ImageRoma. Ora c'é paura nel quartiere Pigneto a Roma dopo il raid razzista compiuto ieri contro alcuni negozianti extracomunitari e le loro attività commerciali da un un gruppo di persone con i volti coperti. Il quartiere romano si é svegliato tra vetri rotti e un'atmosfera pesante: indignazione per quanto successo e paura che si possa ripetere.

Gli immigrati, per loro parla Kabir, uno degli aggrediti, chiedono aiuto al governo perché "adesso abbiamo paura". E oggi nel quartiere è andato oggi il sindaco Gianni Alemanno che, dopo aver portato solidarietà agli immigrati, ha annunciato: "Il Comune pagherà i danni".

Un'aggressione quella di ieri che, "qualsiasi sia stata la motivazione - ha aggiunto il sindaco - va condannata con fermezza. I responsabili devono essere assicurati alla giustizia. Per contrastare queste situazioni l'unica strada è quella di continuare sul versante della sicurezza, della legalità e del controllo dei flussi migratori, per scongiurare e isolare qualsiasi forma di xenofobia e intolleranza". Gli investigatori della polizia anche oggi sono tornati nel quartiere e lo faranno anche nei prossimi giorni per ascoltare abitanti, testimoni e le vittime dell'assalto compiuto da un gruppo di giovani che, con i volti coperti e armati di bastoni e comandati da un adulto, al grido di "sporchi stranieri" e "bastardi", ha devastato tre negozi gestiti da bengalesi e indiani. Un raid nato per vendicare uno scippo di cui era rimasto vittima un italiano e di cui secondo il commando era responsabile un immigrato. L'assalto, secondo la questura, "non ha un connotato politico con una matrice, ma è piuttosto un gesto sintomo di una forte intolleranza e insofferenza".

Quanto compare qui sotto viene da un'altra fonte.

//! `CompiledScript`: the artifact the compiler hands the VM.

use indexmap::IndexMap;
use serde::{Deserialize, Serialize};
use tinder_core::{Interner, Symbol};

use crate::constant::ConstPool;
use crate::instruction::Line;
use crate::label::Label;

/// Maps label names (and synthetic compiler-generated labels) to a
/// resolved line index. Built in the compiler's first label-resolution
/// pass and then treated as read-only by the VM.
#[derive(Debug, Default, Clone, Serialize, Deserialize)]
pub struct LabelTable {
    by_name: IndexMap<Symbol, Label>,
    line_of: IndexMap<Label, u32>,
}

impl LabelTable {
    pub fn new() -> Self {
        Self::default()
    }

    pub fn declare(&mut self, name: Symbol, label: Label) {
        self.by_name.insert(name, label);
    }

    pub fn resolve(&mut self, label: Label, line: u32) {
        self.line_of.insert(label, line);
    }

    pub fn label_for_name(&self, name: Symbol) -> Option<Label> {
        self.by_name.get(&name).copied()
    }

    pub fn line_for_label(&self, label: Label) -> Option<u32> {
        self.line_of.get(&label).copied()
    }

    /// Every declared label must resolve to a line: this is the
    /// "label totality" invariant, checked once at the end of
    /// compilation rather than on every jump at run time.
    pub fn is_total(&self) -> bool {
        self.by_name.values().all(|label| self.line_of.contains_key(label))
    }

    /// Shifts every resolved line index by `by`, used when lines are
    /// prepended ahead of the already-desugared body (dunder
    /// initializers).
    pub fn shift(&mut self, by: u32) {
        for line in self.line_of.values_mut() {
            *line += by;
        }
    }
}

/// The live interrupt (catch) table: which error classes currently
/// have a handler installed, and where that handler jumps to. Distinct
/// from `LabelTable` because catch handlers are installed and
/// superseded dynamically as the script runs, not fixed at compile
/// time.
#[derive(Debug, Default, Clone)]
pub struct InterruptTable {
    handlers: IndexMap<Symbol, Label>,
}

impl InterruptTable {
    pub fn new() -> Self {
        Self::default()
    }

    pub fn install(&mut self, error_class: Symbol, target: Label) {
        self.handlers.insert(error_class, target);
    }

    pub fn handler_for(&self, error_class: Symbol) -> Option<Label> {
        self.handlers.get(&error_class).copied()
    }

    pub fn is_empty(&self) -> bool {
        self.handlers.is_empty()
    }
}

#[derive(Debug, Clone, Serialize, Deserialize)]
pub struct CompiledScript {
    pub lines: Vec<Line>,
    pub labels: LabelTable,
    pub constants: ConstPool,
    /// `source_map[i]` is the 1-based source line that produced
    /// `lines[i]`, preserved even after desugaring collapses multiple
    /// source lines into one compiled line or expands one source line
    /// into several.
    pub source_map: Vec<u32>,
    /// Symbol table backing every `Symbol` referenced by `lines`, kept
    /// alongside the artifact so a host can resolve names for
    /// diagnostics without access to the compiler that produced it.
    pub interner: Interner,
}

impl CompiledScript {
    pub fn new() -> Self {
        Self {
            lines: Vec::new(),
            labels: LabelTable::new(),
            constants: ConstPool::new(),
            source_map: Vec::new(),
            interner: Interner::new(),
        }
    }

    pub fn push_line(&mut self, line: Line, source_line: u32) -> u32 {
        let idx = self.lines.len() as u32;
        self.lines.push(line);
        self.source_map.push(source_line);
        idx
    }

    /// Serializes the artifact to postcard's compact binary form, so a
    /// host can cache a compiled script to disk instead of recompiling
    /// the same source text on every run.
    pub fn to_postcard(&self) -> Result<Vec<u8>, postcard::Error> {
        postcard::to_allocvec(self)
    }

    /// Inverse of [`to_postcard`](Self::to_postcard).
    pub fn from_postcard(bytes: &[u8]) -> Result<Self, postcard::Error> {
        postcard::from_bytes(bytes)
    }
}

impl Default for CompiledScript {
    fn default() -> Self {
        Self::new()
    }
}

#[cfg(test)]
mod tests {
    use super::*;
    use tinder_core::Interner;

    #[test]
    fn label_table_totality_fails_until_resolved() {
        let mut interner = Interner::new();
        let name = interner.intern("loop_top");
        let mut table = LabelTable::new();
        let label = Label(0);
        table.declare(name, label);
        assert!(!table.is_total());
        table.resolve(label, 3);
        assert!(table.is_total());
    }

    #[test]
    fn interrupt_table_last_install_wins() {
        let mut interner = Interner::new();
        let class = interner.intern("io_error");
        let mut table = InterruptTable::new();
        table.install(class, Label(0));
        table.install(class, Label(1));
        assert_eq!(table.handler_for(class), Some(Label(1)));
    }

    #[test]
    fn compiled_script_round_trips_through_postcard() {
        let mut script = CompiledScript::new();
        let name = script.interner.intern("hp");
        let label = Label(0);
        script.labels.declare(name, label);
        script.labels.resolve(label, 0);

        let bytes = script.to_postcard().unwrap();
        let restored = CompiledScript::from_postcard(&bytes).unwrap();
        assert_eq!(restored.labels.label_for_name(name), Some(label));
        assert!(restored.labels.is_total());
    }
}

Il leader del Pd Walter Veltroni ha sottolineato che si deve "chiudere la porta a fenomeni razzisti e xenofobi". Gli ha fatto eco Massimo D'Alema (Pd) che chiede il pugno duro contro questo tipo di episodi, "una vergogna per un Paese civile. Forse si è parlato troppo di ronde e di cittadini che si fanno giustizia da sé. Bisogna stare attenti a discorsi che possano innescare una spirale pericolosa di violenza".

Intanto il Pd ha chiesto la convocazione del Comitato provinciale per l'ordine e la sicurezza. Duro il presidente della Provincia di Roma Nicola Zingaretti: "Bisogna sconfiggere la paura e non fomentarla. Non si tratta di chi paga danni ma di come ci si comporta affinché i danni siano evitati". Gli ha risposto Alemanno: "Concordo ma Zingaretti commette un'omissione: si dimentica di tanti anni in cui è stato negato dalle amministrazioni di sinistra il crescere dell'insicurezza e la perdita dei riferimenti della legalità nella nostra città". E ha aggiunto: "I fatti accaduti al Trullo nel 2006, quando al governo c'era Ferrero e a Roma era sindaco Veltroni, dimostrano che tali incidenti sono accaduti indipendentemente dai colori di chi governava e sono frutto dell'illegalità diffusa". Ha espresso "sdegno per l'azione squadrista al Pigneto" il sottosegretario di Stato ai Beni culturali e coordinatore regionale del Lazio di Fi, Francesco Giro.

Il presidente dei senatori del Pdl, Maurizio Gasparri, ha sottolineato: "Non importa la matrice, la violenza va comunque condannata. E insieme alla violenza va condannato anche il tentativo di strumentalizzarla". Domani pomeriggio al Pigneto si svolgerà un corteo di "condanna dell'atto squadrista". Lo ha deciso un'assemblea che si è svolta oggi nel quartiere, alla quale hanno partecipato abitanti, centri sociali e comunità di immigrati.